Stored items:
━━━━━━━━━━━━━━━━

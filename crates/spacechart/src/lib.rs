//! Clustered force-directed layout for a game catalog chart.
//!
//! Each game becomes a circle sized by its player count. Circles are pulled
//! toward their genre's anchor, pushed apart by many-body repulsion, kept
//! from overlapping by a collision pass, and framed by a halo per genre.
//! A small probe can be steered around the chart to find the node under it.
//!
//! The engine is headless and tick-driven: the host calls
//! [`Simulation::tick`] once per frame and draws the returned [`TickEvent`].

pub mod cluster;
pub mod collisions;
pub mod config;
pub mod error;
pub mod event;
pub mod forces;
pub mod halo;
pub mod integrator;
pub mod node;
pub mod probe;
pub mod quadtree;
pub mod registry;
pub mod scale;
pub mod simulation;
pub mod state;

#[cfg(test)]
mod test_support;

#[cfg(test)]
mod cluster_test;
#[cfg(test)]
mod integrator_test;
#[cfg(test)]
mod node_test;
#[cfg(test)]
mod registry_test;
#[cfg(test)]
mod state_test;

pub use cluster::{Cluster, ClusterAnchors, ClusterId};
pub use config::LayoutConfig;
pub use error::{LayoutError, Result};
pub use event::{HaloFrame, NodeFrame, ProbeReport, TickEvent};
pub use node::{GameRecord, Node, NodeId};
pub use probe::Direction;
pub use registry::{IngestReport, NodeRegistry};
pub use simulation::Simulation;
pub use state::Status;
//! The fixed node set and its construction from loader records
//!
//! Construction never fails on record content. A record whose cluster label
//! has no anchor, whose weight is negative or non-finite, whose score is
//! non-finite, or whose id repeats an earlier record is dropped and counted.
//! After construction the set is closed: nodes are neither added nor removed.

use std::collections::HashSet;
use std::f64::consts::PI;

use crate::cluster::{ClusterAnchors, ClusterId};
use crate::config::{Placement, ScaleConfig};
use crate::node::{GameRecord, Node, NodeId};
use crate::scale::ScaleSet;
use nalgebra::{Point2, Vector2};
use rand::{Rng, SeedableRng};
use rand_chacha::ChaChaRng;
use serde::Serialize;
use tracing::{debug, info, warn};
#[cfg(feature = "tsify")]
use tsify_next::Tsify;

/// Counts of accepted and dropped records from one ingestion
#[derive(Debug, Clone, Copy, Default, PartialEq, Eq, Serialize)]
#[cfg_attr(feature = "tsify", derive(Tsify))]
#[cfg_attr(feature = "tsify", tsify(into_wasm_abi))]
#[serde(rename_all = "camelCase")]
pub struct IngestReport {
    pub accepted: usize,
    pub unknown_cluster: usize,
    pub invalid_weight: usize,
    pub invalid_score: usize,
    pub duplicate_id: usize,
}

impl IngestReport {
    pub fn dropped(&self) -> usize {
        self.unknown_cluster + self.invalid_weight + self.invalid_score + self.duplicate_id
    }

    pub fn total(&self) -> usize {
        self.accepted + self.dropped()
    }
}

#[derive(Debug, Clone, Copy)]
enum DropReason {
    UnknownCluster,
    InvalidWeight,
    InvalidScore,
    DuplicateId,
}

/// Owner of every [`Node`] in a layout
#[derive(Debug, Clone)]
pub struct NodeRegistry {
    nodes: Vec<Node>,
    /// Node indices per cluster, indexed by `ClusterId`
    members: Vec<Vec<usize>>,
    scales: ScaleSet,
}

impl NodeRegistry {
    /// An empty registry over the given clusters
    pub fn empty(anchors: &ClusterAnchors, scales: &ScaleConfig) -> Self {
        Self {
            nodes: Vec::new(),
            members: vec![Vec::new(); anchors.len()],
            scales: ScaleSet::fit(&[], &[], scales),
        }
    }

    /// Builds the node set from loader records
    ///
    /// Scales are fitted to the accepted records only, then every node gets
    /// its radius and an initial position near its cluster anchor.
    ///
    /// # Examples
    ///
    /// ```
    /// use spacechart::cluster::ClusterAnchors;
    /// use spacechart::config::{Placement, ScaleConfig};
    /// use spacechart::node::GameRecord;
    /// use spacechart::registry::NodeRegistry;
    ///
    /// let anchors = ClusterAnchors::steam_genres();
    /// let records = vec![
    ///     GameRecord::new("Dota 2", "Action", 600_000.0, 81.0),
    ///     GameRecord::new("Stardew Valley", "Simulation", 40_000.0, 98.0),
    ///     GameRecord::new("Mystery", "Unknown", 500.0, 50.0),
    /// ];
    ///
    /// let (registry, report) = NodeRegistry::from_records(
    ///     &anchors,
    ///     records,
    ///     &ScaleConfig::default(),
    ///     &Placement::default(),
    /// );
    ///
    /// assert_eq!(registry.len(), 2);
    /// assert_eq!(report.unknown_cluster, 1);
    /// ```
    pub fn from_records<I>(
        anchors: &ClusterAnchors,
        records: I,
        scales: &ScaleConfig,
        placement: &Placement,
    ) -> (Self, IngestReport)
    where
        I: IntoIterator<Item = GameRecord>,
    {
        let mut report = IngestReport::default();
        let mut seen: HashSet<String> = HashSet::new();
        let mut accepted: Vec<(GameRecord, ClusterId)> = Vec::new();

        for record in records {
            match admit(anchors, &record, &seen) {
                Ok(cluster) => {
                    seen.insert(record.id.clone());
                    accepted.push((record, cluster));
                }
                Err(reason) => {
                    debug!(id = %record.id, label = %record.cluster_label, ?reason, "dropping record");
                    match reason {
                        DropReason::UnknownCluster => report.unknown_cluster += 1,
                        DropReason::InvalidWeight => report.invalid_weight += 1,
                        DropReason::InvalidScore => report.invalid_score += 1,
                        DropReason::DuplicateId => report.duplicate_id += 1,
                    }
                }
            }
        }
        report.accepted = accepted.len();

        let weights: Vec<f64> = accepted.iter().map(|(r, _)| r.weight).collect();
        let scores: Vec<f64> = accepted.iter().map(|(r, _)| r.quality_score).collect();
        let scale_set = ScaleSet::fit(&weights, &scores, scales);

        let mut members: Vec<Vec<usize>> = vec![Vec::new(); anchors.len()];
        let mut rng = match placement {
            Placement::Scatter { seed, .. } => Some(ChaChaRng::seed_from_u64(*seed)),
            Placement::Phyllotaxis { .. } => None,
        };

        let nodes: Vec<Node> = accepted
            .into_iter()
            .enumerate()
            .map(|(i, (record, cluster))| {
                let slot = members[cluster.index()].len();
                members[cluster.index()].push(i);

                let anchor = anchors.anchor(cluster).unwrap_or_else(Point2::origin);
                let position = match (placement, rng.as_mut()) {
                    (Placement::Scatter { spread, .. }, Some(rng)) => {
                        scatter_position(anchor, *spread, rng)
                    }
                    (Placement::Phyllotaxis { initial_radius }, _) => {
                        phyllotaxis_position(anchor, *initial_radius, slot)
                    }
                    (Placement::Scatter { .. }, None) => anchor,
                };

                Node {
                    id: NodeId(i as u32),
                    radius: scale_set.size_of(record.weight),
                    key: record.id,
                    cluster,
                    weight: record.weight,
                    quality_score: record.quality_score,
                    tags: record.tags,
                    position,
                    velocity: Vector2::zeros(),
                }
            })
            .collect();

        info!(
            accepted = report.accepted,
            dropped = report.dropped(),
            clusters = anchors.len(),
            "node registry built"
        );
        if report.dropped() > report.accepted {
            warn!(
                dropped = report.dropped(),
                total = report.total(),
                "most records were dropped during ingestion"
            );
        }

        let registry = Self {
            nodes,
            members,
            scales: scale_set,
        };
        (registry, report)
    }

    /// Wraps nodes built by hand, keeping their positions and radii
    #[cfg(test)]
    pub(crate) fn from_nodes(anchors: &ClusterAnchors, nodes: Vec<Node>) -> Self {
        let mut members = vec![Vec::new(); anchors.len()];
        for (i, node) in nodes.iter().enumerate() {
            members[node.cluster.index()].push(i);
        }
        let weights: Vec<f64> = nodes.iter().map(|n| n.weight).collect();
        let scores: Vec<f64> = nodes.iter().map(|n| n.quality_score).collect();
        Self {
            scales: ScaleSet::fit(&weights, &scores, &ScaleConfig::default()),
            nodes,
            members,
        }
    }

    pub fn nodes(&self) -> &[Node] {
        &self.nodes
    }

    /// Kinematic state is only mutated by the simulation loop
    pub(crate) fn nodes_mut(&mut self) -> &mut [Node] {
        &mut self.nodes
    }

    pub fn get(&self, id: NodeId) -> Option<&Node> {
        self.nodes.get(id.0 as usize)
    }

    pub fn find(&self, key: &str) -> Option<&Node> {
        self.nodes.iter().find(|n| n.key == key)
    }

    /// Members of one cluster in registry order
    pub fn members(&self, cluster: ClusterId) -> impl Iterator<Item = &Node> + '_ {
        self.members
            .get(cluster.index())
            .map(|m| m.as_slice())
            .unwrap_or(&[])
            .iter()
            .map(move |&i| &self.nodes[i])
    }

    pub fn member_count(&self, cluster: ClusterId) -> usize {
        self.members.get(cluster.index()).map_or(0, Vec::len)
    }

    pub fn positions(&self) -> Vec<Point2<f64>> {
        self.nodes.iter().map(|n| n.position).collect()
    }

    pub fn radii(&self) -> Vec<f64> {
        self.nodes.iter().map(|n| n.radius).collect()
    }

    pub fn scales(&self) -> &ScaleSet {
        &self.scales
    }

    pub fn len(&self) -> usize {
        self.nodes.len()
    }

    pub fn is_empty(&self) -> bool {
        self.nodes.is_empty()
    }

    /// Sum of ½v² over all nodes; approaches zero as the layout settles
    pub fn kinetic_energy(&self) -> f64 {
        self.nodes
            .iter()
            .map(|n| 0.5 * n.velocity.magnitude_squared())
            .sum()
    }
}

fn admit(
    anchors: &ClusterAnchors,
    record: &GameRecord,
    seen: &HashSet<String>,
) -> Result<ClusterId, DropReason> {
    let cluster = anchors
        .resolve(&record.cluster_label)
        .ok_or(DropReason::UnknownCluster)?;

    if !(record.weight.is_finite() && record.weight >= 0.0) {
        return Err(DropReason::InvalidWeight);
    }
    if !record.quality_score.is_finite() {
        return Err(DropReason::InvalidScore);
    }
    if seen.contains(&record.id) {
        return Err(DropReason::DuplicateId);
    }

    Ok(cluster)
}

/// Sunflower spiral: the `slot`-th member sits at radius `r0·sqrt(0.5 + slot)`
fn phyllotaxis_position(anchor: Point2<f64>, initial_radius: f64, slot: usize) -> Point2<f64> {
    let golden_angle = PI * (3.0 - 5.0_f64.sqrt());
    let i = slot as f64;
    let radius = initial_radius * (0.5 + i).sqrt();
    let angle = i * golden_angle;
    anchor + Vector2::new(radius * angle.cos(), radius * angle.sin())
}

fn scatter_position(anchor: Point2<f64>, spread: f64, rng: &mut ChaChaRng) -> Point2<f64> {
    if spread <= 0.0 {
        return anchor;
    }
    anchor
        + Vector2::new(
            rng.gen_range(-spread..spread),
            rng.gen_range(-spread..spread),
        )
}
//! Cluster anchors: the fixed attractors nodes are pulled toward

use crate::error::{LayoutError, Result};
use nalgebra::Point2;

#[derive(Debug, Clone, Copy, PartialEq, Eq, Hash, PartialOrd, Ord)]
pub struct ClusterId(pub u16);

impl ClusterId {
    pub fn index(self) -> usize {
        self.0 as usize
    }
}

/// A named attractor with an immutable anchor point
#[derive(Debug, Clone, PartialEq)]
pub struct Cluster {
    pub id: ClusterId,
    pub label: String,
    pub anchor: Point2<f64>,
}

/// The configured mapping from cluster label to anchor coordinate
///
/// The set of valid cluster labels is exactly this mapping's key set.
/// Iteration order is the order in which anchors were supplied, and
/// every [`ClusterId`] is an index into that order.
///
/// # Examples
///
/// ```
/// use spacechart::cluster::ClusterAnchors;
/// use nalgebra::Point2;
///
/// let anchors = ClusterAnchors::new([
///     ("Action", Point2::new(400.0, 300.0)),
///     ("Racing", Point2::new(250.0, 90.0)),
/// ])
/// .unwrap();
///
/// assert_eq!(anchors.len(), 2);
/// assert!(anchors.resolve("Racing").is_some());
/// assert!(anchors.resolve("Unknown").is_none());
/// ```
#[derive(Debug, Clone, PartialEq)]
pub struct ClusterAnchors {
    clusters: Vec<Cluster>,
}

impl ClusterAnchors {
    /// Builds the mapping, failing fast on an empty set, a repeated label
    /// or a non-finite anchor
    pub fn new<I, S>(anchors: I) -> Result<Self>
    where
        I: IntoIterator<Item = (S, Point2<f64>)>,
        S: Into<String>,
    {
        let mut clusters: Vec<Cluster> = Vec::new();

        for (label, anchor) in anchors {
            let label = label.into();
            if !(anchor.x.is_finite() && anchor.y.is_finite()) {
                return Err(LayoutError::NonFiniteAnchor { label });
            }
            if clusters.iter().any(|c| c.label == label) {
                return Err(LayoutError::DuplicateCluster(label));
            }
            let id = u16::try_from(clusters.len())
                .map(ClusterId)
                .map_err(|_| LayoutError::InvalidConfig("too many clusters".to_string()))?;
            clusters.push(Cluster { id, label, anchor });
        }

        if clusters.is_empty() {
            return Err(LayoutError::EmptyClusterMap);
        }

        Ok(Self { clusters })
    }

    /// The seven top genres of the catalog, positioned for an 800x700 view
    pub fn steam_genres() -> Self {
        let presets = [
            ("Action", 400.0, 300.0),
            ("Adventure", 189.0, 350.0),
            ("Simulation", 530.0, 482.0),
            ("RPG", 180.0, 250.0),
            ("Strategy", 256.0, 427.0),
            ("Casual", 559.0, 150.0),
            ("Racing", 250.0, 90.0),
        ];

        let clusters = presets
            .iter()
            .enumerate()
            .map(|(i, &(label, x, y))| Cluster {
                id: ClusterId(i as u16),
                label: label.to_string(),
                anchor: Point2::new(x, y),
            })
            .collect();

        Self { clusters }
    }

    /// Looks up the cluster for a label (exact, case-sensitive match)
    pub fn resolve(&self, label: &str) -> Option<ClusterId> {
        self.clusters.iter().find(|c| c.label == label).map(|c| c.id)
    }

    pub fn get(&self, id: ClusterId) -> Option<&Cluster> {
        self.clusters.get(id.index())
    }

    pub fn anchor(&self, id: ClusterId) -> Option<Point2<f64>> {
        self.get(id).map(|c| c.anchor)
    }

    /// Anchor points indexed by [`ClusterId`]
    pub fn anchor_points(&self) -> Vec<Point2<f64>> {
        self.clusters.iter().map(|c| c.anchor).collect()
    }

    pub fn iter(&self) -> impl Iterator<Item = &Cluster> {
        self.clusters.iter()
    }

    pub fn len(&self) -> usize {
        self.clusters.len()
    }

    /// Always false for a constructed mapping
    pub fn is_empty(&self) -> bool {
        self.clusters.is_empty()
    }
}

━━━━━━━━━━━━━━━━

## Task instructions:
In the data above, each line holding "IngestReport" is to be found and copied.

## Solution below:
pub use registry::{IngestReport, NodeRegistry};
pub struct IngestReport {
impl IngestReport {
    ) -> (Self, IngestReport)
        let mut report = IngestReport::default();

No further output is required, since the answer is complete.